Try it: The entries are to be written out again with no differences.

Records for the exercise:
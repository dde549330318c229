use chrono::{DateTime, Utc};
use serde::{Deserialize, Serialize};
use std::fmt;
use std::path::{Path, PathBuf};
use std::str::FromStr;
use uuid::Uuid;

/// Stable identity of a sample. Assigned once at creation, never reused.
#[derive(Debug, Clone, Copy, PartialEq, Eq, Hash, PartialOrd, Ord, Serialize, Deserialize)]
#[serde(transparent)]
pub struct SampleId(Uuid);

impl SampleId {
    pub fn new() -> Self {
        Self(Uuid::new_v4())
    }
}

impl Default for SampleId {
    fn default() -> Self {
        Self::new()
    }
}

impl fmt::Display for SampleId {
    fn fmt(&self, f: &mut fmt::Formatter<'_>) -> fmt::Result {
        self.0.fmt(f)
    }
}

impl FromStr for SampleId {
    type Err = uuid::Error;

    fn from_str(s: &str) -> Result<Self, Self::Err> {
        Uuid::parse_str(s).map(Self)
    }
}

/// One audio file in the library.
///
/// Every metadata field is independently optional: a probe that could read
/// the container but not decode the stream still produces a sample, and that
/// partial state is persisted as-is.
#[derive(Debug, Clone, PartialEq, Serialize, Deserialize)]
pub struct Sample {
    pub id: SampleId,
    pub path: PathBuf,
    /// Sorted, no empty or duplicate entries.
    pub tags: Vec<String>,
    pub created_at: DateTime<Utc>,

    pub duration_seconds: Option<f64>,
    pub sample_rate: Option<f64>,
    pub bit_depth: Option<u32>,
    pub format: Option<String>,
    pub file_created: Option<DateTime<Utc>>,
    pub file_size_bytes: Option<u64>,
}

impl Sample {
    /// A sample with a fresh id and no metadata.
    pub fn new(path: impl Into<PathBuf>, tags: Vec<String>) -> Self {
        Self {
            id: SampleId::new(),
            path: path.into(),
            tags: normalize_tags(tags),
            created_at: Utc::now(),
            duration_seconds: None,
            sample_rate: None,
            bit_depth: None,
            format: None,
            file_created: None,
            file_size_bytes: None,
        }
    }

    /// File name as shown to the user, extension included.
    pub fn display_name(&self) -> String {
        display_name(&self.path)
    }

    /// True when no optional field is missing, i.e. a refresh has nothing to fill in.
    pub fn has_complete_metadata(&self) -> bool {
        self.duration_seconds.is_some()
            && self.sample_rate.is_some()
            && self.bit_depth.is_some()
            && self.format.is_some()
            && self.file_created.is_some()
            && self.file_size_bytes.is_some()
    }

    /// Copy every metadata field from `fresh`, keeping identity, tags and creation time.
    ///
    /// This is a full replacement: a field absent in `fresh` becomes absent here.
    pub fn with_metadata_from(&self, fresh: &Sample) -> Sample {
        Sample {
            id: self.id,
            path: fresh.path.clone(),
            tags: self.tags.clone(),
            created_at: self.created_at,
            duration_seconds: fresh.duration_seconds,
            sample_rate: fresh.sample_rate,
            bit_depth: fresh.bit_depth,
            format: fresh.format.clone(),
            file_created: fresh.file_created,
            file_size_bytes: fresh.file_size_bytes,
        }
    }
}

pub fn display_name(path: &Path) -> String {
    path.file_name()
        .map(|n| n.to_string_lossy().to_string())
        .unwrap_or_else(|| path.to_string_lossy().to_string())
}

/// Sort and deduplicate tags, dropping empty ones. Case is preserved.
pub fn normalize_tags(tags: Vec<String>) -> Vec<String> {
    let mut tags: Vec<String> = tags
        .into_iter()
        .map(|t| t.trim().to_string())
        .filter(|t| !t.is_empty())
        .collect();
    tags.sort();
    tags.dedup();
    tags
}

/// Split user tag text on commas, trimming and dropping empty fragments.
pub fn parse_tag_text(text: &str) -> Vec<String> {
    text.split(',')
        .map(str::trim)
        .filter(|t| !t.is_empty())
        .map(str::to_string)
        .collect()
}

/// Aggregate numbers for the `stats` command.
#[derive(Debug, Default)]
pub struct LibraryStats {
    pub total_samples: usize,
    pub total_duration_secs: f64,
    pub total_bytes: u64,
    pub incomplete_metadata: usize,
    pub formats: Vec<(String, usize)>,
}
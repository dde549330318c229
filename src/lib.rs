pub mod audio;
pub mod config;
pub mod convert;
pub mod db;
pub mod library;
pub mod pipeline;
pub mod scanner;
pub mod waveform;

/// Audio file extensions we import
pub const SUPPORTED_EXTENSIONS: &[&str] = &["wav", "aif", "aiff", "mp3", "m4a", "flac", "ogg"];

/// Application name for XDG paths
pub const APP_NAME: &str = "sampledeck";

Answer to this problem:
repository dde549330318c229
use chrono::{DateTime, Utc};
use serde::{Deserialize, Serialize};
use std::fmt;
use std::path::{Path, PathBuf};
use std::str::FromStr;
use uuid::Uuid;

/// Stable identity of a sample. Assigned once at creation, never reused.
#[derive(Debug, Clone, Copy, PartialEq, Eq, Hash, PartialOrd, Ord, Serialize, Deserialize)]
#[serde(transparent)]
pub struct SampleId(Uuid);

impl SampleId {
    pub fn new() -> Self {
        Self(Uuid::new_v4())
    }
}

impl Default for SampleId {
    fn default() -> Self {
        Self::new()
    }
}

impl fmt::Display for SampleId {
    fn fmt(&self, f: &mut fmt::Formatter<'_>) -> fmt::Result {
        self.0.fmt(f)
    }
}

impl FromStr for SampleId {
    type Err = uuid::Error;

    fn from_str(s: &str) -> Result<Self, Self::Err> {
        Uuid::parse_str(s).map(Self)
    }
}

/// One audio file in the library.
///
/// Every metadata field is independently optional: a probe that could read
/// the container but not decode the stream still produces a sample, and that
/// partial state is persisted as-is.
#[derive(Debug, Clone, PartialEq, Serialize, Deserialize)]
pub struct Sample {
    pub id: SampleId,
    pub path: PathBuf,
    /// Sorted, no empty or duplicate entries.
    pub tags: Vec<String>,
    pub created_at: DateTime<Utc>,

    pub duration_seconds: Option<f64>,
    pub sample_rate: Option<f64>,
    pub bit_depth: Option<u32>,
    pub format: Option<String>,
    pub file_created: Option<DateTime<Utc>>,
    pub file_size_bytes: Option<u64>,
}

impl Sample {
    /// A sample with a fresh id and no metadata.
    pub fn new(path: impl Into<PathBuf>, tags: Vec<String>) -> Self {
        Self {
            id: SampleId::new(),
            path: path.into(),
            tags: normalize_tags(tags),
            created_at: Utc::now(),
            duration_seconds: None,
            sample_rate: None,
            bit_depth: None,
            format: None,
            file_created: None,
            file_size_bytes: None,
        }
    }

    /// File name as shown to the user, extension included.
    pub fn display_name(&self) -> String {
        display_name(&self.path)
    }

    /// True when no optional field is missing, i.e. a refresh has nothing to fill in.
    pub fn has_complete_metadata(&self) -> bool {
        self.duration_seconds.is_some()
            && self.sample_rate.is_some()
            && self.bit_depth.is_some()
            && self.format.is_some()
            && self.file_created.is_some()
            && self.file_size_bytes.is_some()
    }

    /// Copy every metadata field from `fresh`, keeping identity, tags and creation time.
    ///
    /// This is a full replacement: a field absent in `fresh` becomes absent here.
    pub fn with_metadata_from(&self, fresh: &Sample) -> Sample {
        Sample {
            id: self.id,
            path: fresh.path.clone(),
            tags: self.tags.clone(),
            created_at: self.created_at,
            duration_seconds: fresh.duration_seconds,
            sample_rate: fresh.sample_rate,
            bit_depth: fresh.bit_depth,
            format: fresh.format.clone(),
            file_created: fresh.file_created,
            file_size_bytes: fresh.file_size_bytes,
        }
    }
}

pub fn display_name(path: &Path) -> String {
    path.file_name()
        .map(|n| n.to_string_lossy().to_string())
        .unwrap_or_else(|| path.to_string_lossy().to_string())
}

/// Sort and deduplicate tags, dropping empty ones. Case is preserved.
pub fn normalize_tags(tags: Vec<String>) -> Vec<String> {
    let mut tags: Vec<String> = tags
        .into_iter()
        .map(|t| t.trim().to_string())
        .filter(|t| !t.is_empty())
        .collect();
    tags.sort();
    tags.dedup();
    tags
}

/// Split user tag text on commas, trimming and dropping empty fragments.
pub fn parse_tag_text(text: &str) -> Vec<String> {
    text.split(',')
        .map(str::trim)
        .filter(|t| !t.is_empty())
        .map(str::to_string)
        .collect()
}

/// Aggregate numbers for the `stats` command.
#[derive(Debug, Default)]
pub struct LibraryStats {
    pub total_samples: usize,
    pub total_duration_secs: f64,
    pub total_bytes: u64,
    pub incomplete_metadata: usize,
    pub formats: Vec<(String, usize)>,
}
repository dde549330318c229
filename src/lib.rs
pub mod audio;
pub mod config;
pub mod convert;
pub mod db;
pub mod library;
pub mod pipeline;
pub mod scanner;
pub mod waveform;

/// Audio file extensions we import
pub const SUPPORTED_EXTENSIONS: &[&str] = &["wav", "aif", "aiff", "mp3", "m4a", "flac", "ogg"];

/// Application name for XDG paths
pub const APP_NAME: &str = "sampledeck";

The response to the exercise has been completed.